[Data — start]
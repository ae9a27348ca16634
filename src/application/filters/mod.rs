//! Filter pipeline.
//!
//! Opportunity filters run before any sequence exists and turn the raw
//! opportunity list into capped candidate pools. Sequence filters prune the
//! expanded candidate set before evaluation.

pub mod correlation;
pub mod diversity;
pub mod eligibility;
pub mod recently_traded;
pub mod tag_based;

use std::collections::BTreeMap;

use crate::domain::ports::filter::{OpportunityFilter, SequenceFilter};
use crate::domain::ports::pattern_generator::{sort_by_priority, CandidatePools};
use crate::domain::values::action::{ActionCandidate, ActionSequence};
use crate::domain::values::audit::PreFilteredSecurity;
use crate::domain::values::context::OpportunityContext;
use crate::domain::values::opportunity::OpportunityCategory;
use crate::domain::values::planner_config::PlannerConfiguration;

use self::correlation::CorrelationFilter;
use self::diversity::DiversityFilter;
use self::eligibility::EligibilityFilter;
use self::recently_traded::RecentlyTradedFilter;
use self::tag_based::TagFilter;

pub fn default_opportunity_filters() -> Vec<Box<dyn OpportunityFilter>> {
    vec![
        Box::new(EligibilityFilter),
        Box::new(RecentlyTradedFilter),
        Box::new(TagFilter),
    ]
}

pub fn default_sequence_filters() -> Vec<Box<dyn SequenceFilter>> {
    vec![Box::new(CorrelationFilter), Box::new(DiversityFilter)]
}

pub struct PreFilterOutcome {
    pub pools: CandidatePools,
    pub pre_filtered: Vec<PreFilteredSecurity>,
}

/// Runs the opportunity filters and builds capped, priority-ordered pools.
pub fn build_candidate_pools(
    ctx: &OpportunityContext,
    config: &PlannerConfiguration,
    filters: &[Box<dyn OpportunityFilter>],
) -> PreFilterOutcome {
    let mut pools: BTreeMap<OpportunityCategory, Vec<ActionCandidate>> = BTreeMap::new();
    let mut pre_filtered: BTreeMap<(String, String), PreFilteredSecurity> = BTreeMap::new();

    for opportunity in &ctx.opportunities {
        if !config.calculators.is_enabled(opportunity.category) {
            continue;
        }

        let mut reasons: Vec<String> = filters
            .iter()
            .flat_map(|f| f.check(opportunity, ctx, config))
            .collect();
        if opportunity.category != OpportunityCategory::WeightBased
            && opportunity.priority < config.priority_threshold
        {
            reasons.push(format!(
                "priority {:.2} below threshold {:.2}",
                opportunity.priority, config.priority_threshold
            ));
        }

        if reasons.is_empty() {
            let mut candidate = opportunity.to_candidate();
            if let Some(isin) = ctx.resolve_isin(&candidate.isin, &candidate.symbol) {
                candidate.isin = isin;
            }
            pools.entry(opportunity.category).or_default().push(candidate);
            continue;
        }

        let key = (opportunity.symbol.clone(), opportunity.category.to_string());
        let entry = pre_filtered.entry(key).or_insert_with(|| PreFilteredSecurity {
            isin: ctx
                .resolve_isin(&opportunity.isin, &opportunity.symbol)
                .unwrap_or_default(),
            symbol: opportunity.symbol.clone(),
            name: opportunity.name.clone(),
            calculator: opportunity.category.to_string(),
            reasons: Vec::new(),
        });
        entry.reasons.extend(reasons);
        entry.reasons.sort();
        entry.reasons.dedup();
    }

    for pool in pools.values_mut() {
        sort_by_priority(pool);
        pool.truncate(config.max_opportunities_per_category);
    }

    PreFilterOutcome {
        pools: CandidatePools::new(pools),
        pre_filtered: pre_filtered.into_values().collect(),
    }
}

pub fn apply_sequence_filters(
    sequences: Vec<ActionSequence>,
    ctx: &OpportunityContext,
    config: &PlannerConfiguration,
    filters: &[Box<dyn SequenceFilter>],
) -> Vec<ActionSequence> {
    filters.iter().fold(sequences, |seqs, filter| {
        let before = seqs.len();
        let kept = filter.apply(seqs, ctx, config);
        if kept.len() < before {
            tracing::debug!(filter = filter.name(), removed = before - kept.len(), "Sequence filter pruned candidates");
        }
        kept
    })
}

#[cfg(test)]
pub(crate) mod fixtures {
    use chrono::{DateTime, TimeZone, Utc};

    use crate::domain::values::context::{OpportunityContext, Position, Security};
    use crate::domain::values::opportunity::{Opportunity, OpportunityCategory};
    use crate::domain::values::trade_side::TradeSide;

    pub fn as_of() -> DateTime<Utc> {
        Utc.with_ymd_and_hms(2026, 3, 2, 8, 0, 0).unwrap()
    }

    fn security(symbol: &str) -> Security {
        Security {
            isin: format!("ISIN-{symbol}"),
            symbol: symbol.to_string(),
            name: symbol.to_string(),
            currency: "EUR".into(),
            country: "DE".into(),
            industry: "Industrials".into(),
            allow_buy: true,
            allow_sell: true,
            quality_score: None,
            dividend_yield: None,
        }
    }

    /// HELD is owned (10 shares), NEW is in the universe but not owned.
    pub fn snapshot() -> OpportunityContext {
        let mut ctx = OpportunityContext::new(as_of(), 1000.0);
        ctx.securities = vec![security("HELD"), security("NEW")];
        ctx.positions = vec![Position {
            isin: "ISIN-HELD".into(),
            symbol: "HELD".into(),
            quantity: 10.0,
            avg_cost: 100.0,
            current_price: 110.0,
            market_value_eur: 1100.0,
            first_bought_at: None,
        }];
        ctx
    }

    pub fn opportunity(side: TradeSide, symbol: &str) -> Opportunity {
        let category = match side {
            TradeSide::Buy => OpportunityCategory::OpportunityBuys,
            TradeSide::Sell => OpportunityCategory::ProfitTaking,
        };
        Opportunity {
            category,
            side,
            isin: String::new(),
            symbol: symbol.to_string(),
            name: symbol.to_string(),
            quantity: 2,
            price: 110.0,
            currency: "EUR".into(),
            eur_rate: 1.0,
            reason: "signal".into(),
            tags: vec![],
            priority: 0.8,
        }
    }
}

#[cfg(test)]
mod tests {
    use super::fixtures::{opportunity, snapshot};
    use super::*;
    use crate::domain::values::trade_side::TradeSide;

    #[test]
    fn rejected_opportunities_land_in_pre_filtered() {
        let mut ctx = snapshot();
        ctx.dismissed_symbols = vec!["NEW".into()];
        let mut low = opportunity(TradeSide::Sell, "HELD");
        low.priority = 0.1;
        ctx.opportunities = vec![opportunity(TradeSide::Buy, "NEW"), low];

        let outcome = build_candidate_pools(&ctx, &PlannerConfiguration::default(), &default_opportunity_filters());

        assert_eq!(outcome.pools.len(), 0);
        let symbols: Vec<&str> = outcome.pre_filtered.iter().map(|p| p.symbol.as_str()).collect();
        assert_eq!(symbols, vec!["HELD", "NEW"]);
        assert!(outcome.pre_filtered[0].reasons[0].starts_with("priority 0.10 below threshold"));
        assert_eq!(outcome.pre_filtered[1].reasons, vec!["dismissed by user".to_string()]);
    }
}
[Data — finish]
> [Aim of the exercise]
Give back the data above exactly as it appears.

> [Task answer]
repository ae9a27348ca16634
filename src/application/filters/mod.rs
//! Filter pipeline.
//!
//! Opportunity filters run before any sequence exists and turn the raw
//! opportunity list into capped candidate pools. Sequence filters prune the
//! expanded candidate set before evaluation.

pub mod correlation;
pub mod diversity;
pub mod eligibility;
pub mod recently_traded;
pub mod tag_based;

use std::collections::BTreeMap;

use crate::domain::ports::filter::{OpportunityFilter, SequenceFilter};
use crate::domain::ports::pattern_generator::{sort_by_priority, CandidatePools};
use crate::domain::values::action::{ActionCandidate, ActionSequence};
use crate::domain::values::audit::PreFilteredSecurity;
use crate::domain::values::context::OpportunityContext;
use crate::domain::values::opportunity::OpportunityCategory;
use crate::domain::values::planner_config::PlannerConfiguration;

use self::correlation::CorrelationFilter;
use self::diversity::DiversityFilter;
use self::eligibility::EligibilityFilter;
use self::recently_traded::RecentlyTradedFilter;
use self::tag_based::TagFilter;

pub fn default_opportunity_filters() -> Vec<Box<dyn OpportunityFilter>> {
    vec![
        Box::new(EligibilityFilter),
        Box::new(RecentlyTradedFilter),
        Box::new(TagFilter),
    ]
}

pub fn default_sequence_filters() -> Vec<Box<dyn SequenceFilter>> {
    vec![Box::new(CorrelationFilter), Box::new(DiversityFilter)]
}

pub struct PreFilterOutcome {
    pub pools: CandidatePools,
    pub pre_filtered: Vec<PreFilteredSecurity>,
}

/// Runs the opportunity filters and builds capped, priority-ordered pools.
pub fn build_candidate_pools(
    ctx: &OpportunityContext,
    config: &PlannerConfiguration,
    filters: &[Box<dyn OpportunityFilter>],
) -> PreFilterOutcome {
    let mut pools: BTreeMap<OpportunityCategory, Vec<ActionCandidate>> = BTreeMap::new();
    let mut pre_filtered: BTreeMap<(String, String), PreFilteredSecurity> = BTreeMap::new();

    for opportunity in &ctx.opportunities {
        if !config.calculators.is_enabled(opportunity.category) {
            continue;
        }

        let mut reasons: Vec<String> = filters
            .iter()
            .flat_map(|f| f.check(opportunity, ctx, config))
            .collect();
        if opportunity.category != OpportunityCategory::WeightBased
            && opportunity.priority < config.priority_threshold
        {
            reasons.push(format!(
                "priority {:.2} below threshold {:.2}",
                opportunity.priority, config.priority_threshold
            ));
        }

        if reasons.is_empty() {
            let mut candidate = opportunity.to_candidate();
            if let Some(isin) = ctx.resolve_isin(&candidate.isin, &candidate.symbol) {
                candidate.isin = isin;
            }
            pools.entry(opportunity.category).or_default().push(candidate);
            continue;
        }

        let key = (opportunity.symbol.clone(), opportunity.category.to_string());
        let entry = pre_filtered.entry(key).or_insert_with(|| PreFilteredSecurity {
            isin: ctx
                .resolve_isin(&opportunity.isin, &opportunity.symbol)
                .unwrap_or_default(),
            symbol: opportunity.symbol.clone(),
            name: opportunity.name.clone(),
            calculator: opportunity.category.to_string(),
            reasons: Vec::new(),
        });
        entry.reasons.extend(reasons);
        entry.reasons.sort();
        entry.reasons.dedup();
    }

    for pool in pools.values_mut() {
        sort_by_priority(pool);
        pool.truncate(config.max_opportunities_per_category);
    }

    PreFilterOutcome {
        pools: CandidatePools::new(pools),
        pre_filtered: pre_filtered.into_values().collect(),
    }
}

pub fn apply_sequence_filters(
    sequences: Vec<ActionSequence>,
    ctx: &OpportunityContext,
    config: &PlannerConfiguration,
    filters: &[Box<dyn SequenceFilter>],
) -> Vec<ActionSequence> {
    filters.iter().fold(sequences, |seqs, filter| {
        let before = seqs.len();
        let kept = filter.apply(seqs, ctx, config);
        if kept.len() < before {
            tracing::debug!(filter = filter.name(), removed = before - kept.len(), "Sequence filter pruned candidates");
        }
        kept
    })
}

#[cfg(test)]
pub(crate) mod fixtures {
    use chrono::{DateTime, TimeZone, Utc};

    use crate::domain::values::context::{OpportunityContext, Position, Security};
    use crate::domain::values::opportunity::{Opportunity, OpportunityCategory};
    use crate::domain::values::trade_side::TradeSide;

    pub fn as_of() -> DateTime<Utc> {
        Utc.with_ymd_and_hms(2026, 3, 2, 8, 0, 0).unwrap()
    }

    fn security(symbol: &str) -> Security {
        Security {
            isin: format!("ISIN-{symbol}"),
            symbol: symbol.to_string(),
            name: symbol.to_string(),
            currency: "EUR".into(),
            country: "DE".into(),
            industry: "Industrials".into(),
            allow_buy: true,
            allow_sell: true,
            quality_score: None,
            dividend_yield: None,
        }
    }

    /// HELD is owned (10 shares), NEW is in the universe but not owned.
    pub fn snapshot() -> OpportunityContext {
        let mut ctx = OpportunityContext::new(as_of(), 1000.0);
        ctx.securities = vec![security("HELD"), security("NEW")];
        ctx.positions = vec![Position {
            isin: "ISIN-HELD".into(),
            symbol: "HELD".into(),
            quantity: 10.0,
            avg_cost: 100.0,
            current_price: 110.0,
            market_value_eur: 1100.0,
            first_bought_at: None,
        }];
        ctx
    }

    pub fn opportunity(side: TradeSide, symbol: &str) -> Opportunity {
        let category = match side {
            TradeSide::Buy => OpportunityCategory::OpportunityBuys,
            TradeSide::Sell => OpportunityCategory::ProfitTaking,
        };
        Opportunity {
            category,
            side,
            isin: String::new(),
            symbol: symbol.to_string(),
            name: symbol.to_string(),
            quantity: 2,
            price: 110.0,
            currency: "EUR".into(),
            eur_rate: 1.0,
            reason: "signal".into(),
            tags: vec![],
            priority: 0.8,
        }
    }
}

#[cfg(test)]
mod tests {
    use super::fixtures::{opportunity, snapshot};
    use super::*;
    use crate::domain::values::trade_side::TradeSide;

    #[test]
    fn rejected_opportunities_land_in_pre_filtered() {
        let mut ctx = snapshot();
        ctx.dismissed_symbols = vec!["NEW".into()];
        let mut low = opportunity(TradeSide::Sell, "HELD");
        low.priority = 0.1;
        ctx.opportunities = vec![opportunity(TradeSide::Buy, "NEW"), low];

        let outcome = build_candidate_pools(&ctx, &PlannerConfiguration::default(), &default_opportunity_filters());

        assert_eq!(outcome.pools.len(), 0);
        let symbols: Vec<&str> = outcome.pre_filtered.iter().map(|p| p.symbol.as_str()).collect();
        assert_eq!(symbols, vec!["HELD", "NEW"]);
        assert!(outcome.pre_filtered[0].reasons[0].starts_with("priority 0.10 below threshold"));
        assert_eq!(outcome.pre_filtered[1].reasons, vec!["dismissed by user".to_string()]);
    }
}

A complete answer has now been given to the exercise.